**Work task:** Look in the material below for the line holding "let inner = line.strip_prefix('[')?.strip_suffix(']')?.trim();". Set it down exactly, with each later line up to and including the line holding "let consumed = match".

**Data for this task:**
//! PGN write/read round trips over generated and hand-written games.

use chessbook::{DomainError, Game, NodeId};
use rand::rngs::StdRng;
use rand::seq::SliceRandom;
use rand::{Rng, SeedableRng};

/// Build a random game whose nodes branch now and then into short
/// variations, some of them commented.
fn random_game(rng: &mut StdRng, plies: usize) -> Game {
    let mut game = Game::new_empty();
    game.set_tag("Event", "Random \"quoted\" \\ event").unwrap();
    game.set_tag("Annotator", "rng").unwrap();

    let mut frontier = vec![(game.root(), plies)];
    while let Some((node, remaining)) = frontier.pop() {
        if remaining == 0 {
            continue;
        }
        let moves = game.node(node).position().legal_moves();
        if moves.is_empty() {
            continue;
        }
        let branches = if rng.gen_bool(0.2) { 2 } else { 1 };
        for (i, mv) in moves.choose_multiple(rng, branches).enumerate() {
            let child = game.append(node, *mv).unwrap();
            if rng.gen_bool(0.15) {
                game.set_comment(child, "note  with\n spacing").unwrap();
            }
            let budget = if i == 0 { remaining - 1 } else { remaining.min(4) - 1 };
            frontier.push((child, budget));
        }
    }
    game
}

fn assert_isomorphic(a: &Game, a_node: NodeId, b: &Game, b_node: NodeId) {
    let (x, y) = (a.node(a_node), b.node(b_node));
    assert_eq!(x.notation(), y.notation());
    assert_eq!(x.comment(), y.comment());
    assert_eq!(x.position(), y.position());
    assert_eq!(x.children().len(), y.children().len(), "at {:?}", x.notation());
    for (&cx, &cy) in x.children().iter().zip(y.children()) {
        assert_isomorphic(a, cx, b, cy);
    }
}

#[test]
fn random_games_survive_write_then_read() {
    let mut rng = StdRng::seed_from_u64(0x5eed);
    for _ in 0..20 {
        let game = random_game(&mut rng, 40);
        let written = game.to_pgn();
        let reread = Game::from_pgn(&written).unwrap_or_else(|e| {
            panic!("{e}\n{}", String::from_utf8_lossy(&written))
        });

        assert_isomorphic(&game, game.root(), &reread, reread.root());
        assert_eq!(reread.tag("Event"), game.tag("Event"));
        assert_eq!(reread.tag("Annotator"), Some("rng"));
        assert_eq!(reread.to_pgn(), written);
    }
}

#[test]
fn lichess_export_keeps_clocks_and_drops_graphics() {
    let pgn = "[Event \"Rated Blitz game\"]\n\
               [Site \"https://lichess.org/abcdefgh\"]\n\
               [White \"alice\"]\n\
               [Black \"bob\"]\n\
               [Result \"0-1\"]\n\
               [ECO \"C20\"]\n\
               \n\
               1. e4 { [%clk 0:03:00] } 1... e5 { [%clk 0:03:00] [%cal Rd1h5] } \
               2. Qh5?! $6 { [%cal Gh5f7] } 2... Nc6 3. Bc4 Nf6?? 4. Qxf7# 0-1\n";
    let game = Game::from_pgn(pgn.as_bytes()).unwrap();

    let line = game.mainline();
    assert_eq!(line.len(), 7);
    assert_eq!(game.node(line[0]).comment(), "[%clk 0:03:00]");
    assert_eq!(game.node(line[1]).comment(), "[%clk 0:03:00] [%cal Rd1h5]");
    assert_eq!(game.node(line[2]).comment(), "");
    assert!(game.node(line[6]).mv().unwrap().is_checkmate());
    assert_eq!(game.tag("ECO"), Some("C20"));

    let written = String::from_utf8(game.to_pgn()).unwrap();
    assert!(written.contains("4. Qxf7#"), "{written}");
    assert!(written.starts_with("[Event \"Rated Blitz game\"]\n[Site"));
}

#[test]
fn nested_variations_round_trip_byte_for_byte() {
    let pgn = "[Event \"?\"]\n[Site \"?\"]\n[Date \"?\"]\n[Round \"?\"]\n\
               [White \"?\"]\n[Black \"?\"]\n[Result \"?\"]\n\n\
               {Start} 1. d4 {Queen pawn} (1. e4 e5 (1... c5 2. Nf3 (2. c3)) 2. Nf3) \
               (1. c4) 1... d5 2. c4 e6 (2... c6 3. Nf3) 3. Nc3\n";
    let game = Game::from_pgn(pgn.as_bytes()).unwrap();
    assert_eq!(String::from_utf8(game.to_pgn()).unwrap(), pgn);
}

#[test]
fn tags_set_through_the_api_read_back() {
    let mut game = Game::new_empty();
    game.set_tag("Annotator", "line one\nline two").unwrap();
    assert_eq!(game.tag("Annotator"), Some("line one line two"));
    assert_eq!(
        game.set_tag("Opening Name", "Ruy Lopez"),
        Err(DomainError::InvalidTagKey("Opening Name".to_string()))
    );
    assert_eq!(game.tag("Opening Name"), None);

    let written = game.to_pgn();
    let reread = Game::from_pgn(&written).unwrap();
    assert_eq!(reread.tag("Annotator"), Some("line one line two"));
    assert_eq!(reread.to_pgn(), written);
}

--

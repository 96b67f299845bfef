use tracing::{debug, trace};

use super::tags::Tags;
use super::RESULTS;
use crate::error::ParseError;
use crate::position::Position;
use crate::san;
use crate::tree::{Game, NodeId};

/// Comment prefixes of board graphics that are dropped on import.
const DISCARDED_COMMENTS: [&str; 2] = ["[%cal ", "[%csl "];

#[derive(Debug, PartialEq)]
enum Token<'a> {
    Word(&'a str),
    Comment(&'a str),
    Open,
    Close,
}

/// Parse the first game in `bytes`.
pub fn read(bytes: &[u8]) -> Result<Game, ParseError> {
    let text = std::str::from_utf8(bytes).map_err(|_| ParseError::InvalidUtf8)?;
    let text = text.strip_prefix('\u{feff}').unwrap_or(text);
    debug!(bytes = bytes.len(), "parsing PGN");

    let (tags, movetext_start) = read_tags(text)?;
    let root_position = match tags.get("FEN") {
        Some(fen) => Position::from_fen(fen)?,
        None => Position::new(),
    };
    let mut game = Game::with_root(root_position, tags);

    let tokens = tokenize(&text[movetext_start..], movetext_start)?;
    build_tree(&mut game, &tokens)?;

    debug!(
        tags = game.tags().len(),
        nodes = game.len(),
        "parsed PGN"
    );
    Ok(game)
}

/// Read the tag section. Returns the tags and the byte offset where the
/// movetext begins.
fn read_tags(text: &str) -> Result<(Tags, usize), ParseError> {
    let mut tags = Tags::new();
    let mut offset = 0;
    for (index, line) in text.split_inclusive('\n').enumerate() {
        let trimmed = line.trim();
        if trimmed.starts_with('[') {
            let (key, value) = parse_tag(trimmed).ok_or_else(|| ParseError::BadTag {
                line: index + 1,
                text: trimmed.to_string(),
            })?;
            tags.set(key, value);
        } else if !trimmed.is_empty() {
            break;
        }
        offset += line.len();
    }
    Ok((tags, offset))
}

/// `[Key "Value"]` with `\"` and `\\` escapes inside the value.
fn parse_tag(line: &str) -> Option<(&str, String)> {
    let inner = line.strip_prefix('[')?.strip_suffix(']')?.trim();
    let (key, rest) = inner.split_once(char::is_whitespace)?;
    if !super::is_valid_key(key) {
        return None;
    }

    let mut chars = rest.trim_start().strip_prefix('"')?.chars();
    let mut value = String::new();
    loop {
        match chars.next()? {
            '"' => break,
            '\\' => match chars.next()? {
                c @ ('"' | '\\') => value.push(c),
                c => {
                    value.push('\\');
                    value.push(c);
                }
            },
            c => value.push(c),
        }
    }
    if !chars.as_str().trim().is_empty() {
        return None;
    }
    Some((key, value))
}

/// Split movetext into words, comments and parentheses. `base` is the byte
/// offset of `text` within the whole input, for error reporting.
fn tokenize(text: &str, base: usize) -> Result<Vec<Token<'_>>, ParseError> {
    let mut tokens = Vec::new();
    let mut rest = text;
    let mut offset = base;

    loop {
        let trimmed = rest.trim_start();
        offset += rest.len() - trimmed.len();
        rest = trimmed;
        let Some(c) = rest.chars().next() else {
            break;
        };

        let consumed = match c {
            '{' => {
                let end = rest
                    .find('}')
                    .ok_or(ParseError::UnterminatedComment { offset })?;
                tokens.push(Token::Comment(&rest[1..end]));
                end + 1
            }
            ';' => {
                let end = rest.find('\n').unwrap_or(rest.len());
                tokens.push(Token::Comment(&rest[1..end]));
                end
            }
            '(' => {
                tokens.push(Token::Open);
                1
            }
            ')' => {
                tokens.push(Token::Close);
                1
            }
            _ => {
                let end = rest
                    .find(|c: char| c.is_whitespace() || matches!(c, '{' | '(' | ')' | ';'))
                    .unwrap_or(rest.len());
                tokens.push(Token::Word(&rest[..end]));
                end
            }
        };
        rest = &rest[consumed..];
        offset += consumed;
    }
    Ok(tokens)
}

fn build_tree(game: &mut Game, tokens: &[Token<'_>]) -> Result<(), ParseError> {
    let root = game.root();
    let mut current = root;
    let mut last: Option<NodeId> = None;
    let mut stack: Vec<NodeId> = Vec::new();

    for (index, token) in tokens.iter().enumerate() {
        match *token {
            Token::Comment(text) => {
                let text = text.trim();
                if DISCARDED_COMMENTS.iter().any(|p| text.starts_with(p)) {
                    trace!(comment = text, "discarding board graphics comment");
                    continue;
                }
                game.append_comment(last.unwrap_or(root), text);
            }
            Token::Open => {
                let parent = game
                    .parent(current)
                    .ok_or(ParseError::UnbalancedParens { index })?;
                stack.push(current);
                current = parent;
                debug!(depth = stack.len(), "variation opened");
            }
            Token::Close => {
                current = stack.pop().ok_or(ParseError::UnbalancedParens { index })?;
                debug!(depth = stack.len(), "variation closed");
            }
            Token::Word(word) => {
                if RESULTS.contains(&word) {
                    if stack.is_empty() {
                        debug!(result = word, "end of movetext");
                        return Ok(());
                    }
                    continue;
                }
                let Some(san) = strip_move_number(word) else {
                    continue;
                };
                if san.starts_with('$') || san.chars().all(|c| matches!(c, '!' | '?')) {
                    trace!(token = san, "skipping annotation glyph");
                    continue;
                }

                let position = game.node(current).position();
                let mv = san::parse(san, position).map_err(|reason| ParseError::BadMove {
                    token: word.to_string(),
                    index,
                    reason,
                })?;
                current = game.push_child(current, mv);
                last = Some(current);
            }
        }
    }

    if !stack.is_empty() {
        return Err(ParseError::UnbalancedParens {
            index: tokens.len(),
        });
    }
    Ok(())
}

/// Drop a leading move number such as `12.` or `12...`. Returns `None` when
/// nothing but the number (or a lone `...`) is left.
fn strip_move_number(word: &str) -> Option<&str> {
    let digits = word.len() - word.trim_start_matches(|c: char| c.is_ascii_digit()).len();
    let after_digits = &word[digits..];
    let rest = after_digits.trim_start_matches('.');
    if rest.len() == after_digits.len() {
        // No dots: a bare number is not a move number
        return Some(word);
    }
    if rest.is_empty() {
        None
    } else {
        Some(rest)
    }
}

**Exercise solution:**
    let inner = line.strip_prefix('[')?.strip_suffix(']')?.trim();
    let (key, rest) = inner.split_once(char::is_whitespace)?;
    if !super::is_valid_key(key) {
        return None;
    }

    let mut chars = rest.trim_start().strip_prefix('"')?.chars();
    let mut value = String::new();
    loop {
        match chars.next()? {
            '"' => break,
            '\\' => match chars.next()? {
                c @ ('"' | '\\') => value.push(c),
                c => {
                    value.push('\\');
                    value.push(c);
                }
            },
            c => value.push(c),
        }
    }
    if !chars.as_str().trim().is_empty() {
        return None;
    }
    Some((key, value))
}

/// Split movetext into words, comments and parentheses. `base` is the byte
/// offset of `text` within the whole input, for error reporting.
fn tokenize(text: &str, base: usize) -> Result<Vec<Token<'_>>, ParseError> {
    let mut tokens = Vec::new();
    let mut rest = text;
    let mut offset = base;

    loop {
        let trimmed = rest.trim_start();
        offset += rest.len() - trimmed.len();
        rest = trimmed;
        let Some(c) = rest.chars().next() else {
            break;
        };

        let consumed = match c {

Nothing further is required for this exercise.